Notes on “101 Ways…”

Plenty of spectacle on this one. Never lost rhythm, never got boring. Granted, that’s easier to achieve with small segments than with a single plot from beginning to end, but as playwrights, I think we should consider how the action of 101 Ways (…) is distributed in cycles and use it to make sure our plays never suffer for having too much time go by without anything changing, surprising or otherwise happening.

And my God, what a beginning.

Ass-kissing aside, I’d like to address two issues that, in my opinion, need improvement:

1) Despite the myriad segments, the play had a formal unity, and I think that was because of the recurrent “sections” – “Makeover with Miss Carra”, “X Things I’d Like To Read In Cosmo And Won’t”, “Q&A with Steve”, “Someone Wrote This”. The more independent bits (Sarah’s story where the magazine scares her into not doing anything other than reading magazines, “If the media was a city”, “Cosmosutra”, Steve’s argument about girls practicing for adulthood instead of playing) worked just fine on their own, but felt a little out of place in the greater context.

2) Emphasizing the real-life identities of the actors-writers is not very constructive for the overall effect.
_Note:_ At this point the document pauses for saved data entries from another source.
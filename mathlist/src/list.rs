//! Ordered atom sequences and position resolution.
//!
//! A [`MathList`] is the unit owned by every slot in the tree: the root
//! list, and any script / numerator / denominator / radicand / degree slot.
//! A list exclusively owns its atoms and atoms exclusively own their child
//! lists, so the whole structure is a plain recursive owned tree.

use crate::{
    atom::Atom,
    editing::TreeError,
    position::{Position, SlotKind},
};
use serde::{Deserialize, Serialize};

/// An ordered, insertion-order-significant sequence of atoms.
#[derive(Debug, Clone, Default, PartialEq, Eq, Serialize, Deserialize)]
pub struct MathList {
    atoms: Vec<Atom>,
}

impl MathList {
    pub fn new() -> Self {
        Self::default()
    }

    pub fn len(&self) -> usize {
        self.atoms.len()
    }

    pub fn is_empty(&self) -> bool {
        self.atoms.is_empty()
    }

    pub fn atoms(&self) -> &[Atom] {
        &self.atoms
    }

    pub fn get(&self, index: usize) -> Option<&Atom> {
        self.atoms.get(index)
    }

    pub fn get_mut(&mut self, index: usize) -> Option<&mut Atom> {
        self.atoms.get_mut(index)
    }

    pub fn push(&mut self, atom: Atom) {
        self.atoms.push(atom);
    }

    /// Inserts at `index`, shifting the tail right. `index` must be at most
    /// `len`; positions feeding into this are bounds-checked by the editing
    /// layer first.
    pub fn insert(&mut self, index: usize, atom: Atom) {
        self.atoms.insert(index, atom);
    }

    pub fn remove(&mut self, index: usize) -> Atom {
        self.atoms.remove(index)
    }

    /// Removes `count` atoms starting at `start`, shifting the tail left.
    pub fn remove_span(&mut self, start: usize, count: usize) {
        self.atoms.drain(start..start + count);
    }

    pub fn clear(&mut self) {
        self.atoms.clear();
    }

    pub fn iter(&self) -> std::slice::Iter<'_, Atom> {
        self.atoms.iter()
    }

    pub fn iter_mut(&mut self) -> std::slice::IterMut<'_, Atom> {
        self.atoms.iter_mut()
    }

    /// Resolves a position to the atom directly under it.
    ///
    /// `None` means end-of-level: the position is one past the last atom of
    /// its level. A position whose final hop is the
    /// [`BetweenBaseAndScripts`](SlotKind::BetweenBaseAndScripts) waypoint
    /// resolves to the base atom the waypoint belongs to.
    ///
    /// This resolver is lenient: a hop that does not match the concrete
    /// tree also yields `None`. Use [`Self::list_at`] where a broken hop
    /// must surface as the fault it is.
    pub fn atom_at(&self, position: &Position) -> Option<&Atom> {
        let hops = position.hops();
        let mut list = self;
        for (depth, hop) in hops.iter().enumerate() {
            let atom = list.atoms.get(hop.index)?;
            if hop.slot == SlotKind::BetweenBaseAndScripts {
                // The waypoint names the base atom itself; nothing deeper
                // is addressable through it.
                return (depth + 1 == hops.len()).then_some(atom);
            }
            list = atom.slot(hop.slot)?;
        }
        list.atoms.get(position.final_index())
    }

    /// Mutable twin of [`Self::atom_at`].
    pub fn atom_at_mut(&mut self, position: &Position) -> Option<&mut Atom> {
        let hops = position.hops();
        let mut list = self;
        for (depth, hop) in hops.iter().enumerate() {
            let atom = list.atoms.get_mut(hop.index)?;
            if hop.slot == SlotKind::BetweenBaseAndScripts {
                return (depth + 1 == hops.len()).then_some(atom);
            }
            list = atom.slot_mut(hop.slot)?;
        }
        list.atoms.get_mut(position.final_index())
    }

    /// The level list a position points into, following every hop strictly.
    ///
    /// Errors signal a stale or corrupted position (a contract violation
    /// per the error model), never an expected condition; the waypoint is
    /// rejected here because it stores nothing.
    pub fn list_at(&self, position: &Position) -> Result<&MathList, TreeError> {
        let mut list = self;
        for hop in position.hops() {
            let len = list.len();
            let atom = list
                .atoms
                .get(hop.index)
                .ok_or(TreeError::IndexOutOfBounds {
                    index: hop.index,
                    len,
                })?;
            list = atom.slot(hop.slot).ok_or(TreeError::MissingSlot {
                index: hop.index,
                slot: hop.slot,
            })?;
        }
        Ok(list)
    }

    /// Mutable twin of [`Self::list_at`].
    pub fn list_at_mut(&mut self, position: &Position) -> Result<&mut MathList, TreeError> {
        let mut list = self;
        for hop in position.hops() {
            let len = list.len();
            let atom = list
                .atoms
                .get_mut(hop.index)
                .ok_or(TreeError::IndexOutOfBounds {
                    index: hop.index,
                    len,
                })?;
            list = atom.slot_mut(hop.slot).ok_or(TreeError::MissingSlot {
                index: hop.index,
                slot: hop.slot,
            })?;
        }
        Ok(list)
    }
}

impl From<Vec<Atom>> for MathList {
    fn from(atoms: Vec<Atom>) -> Self {
        Self { atoms }
    }
}

impl IntoIterator for MathList {
    type Item = Atom;
    type IntoIter = std::vec::IntoIter<Atom>;

    fn into_iter(self) -> Self::IntoIter {
        self.atoms.into_iter()
    }
}

impl<'a> IntoIterator for &'a MathList {
    type Item = &'a Atom;
    type IntoIter = std::slice::Iter<'a, Atom>;

    fn into_iter(self) -> Self::IntoIter {
        self.atoms.iter()
    }
}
It makes the subject matter less concrete: we’re no longer watching a play about magazines, but an investigation about the writers’ attitudes and reactions toward the magazine world, its culture and how it connects to their own individual baggage, blah, blah, blah. Even if that is exactly what is being presented onstage, disconnecting the material from the writers hides the process, casting a brighter light on the product.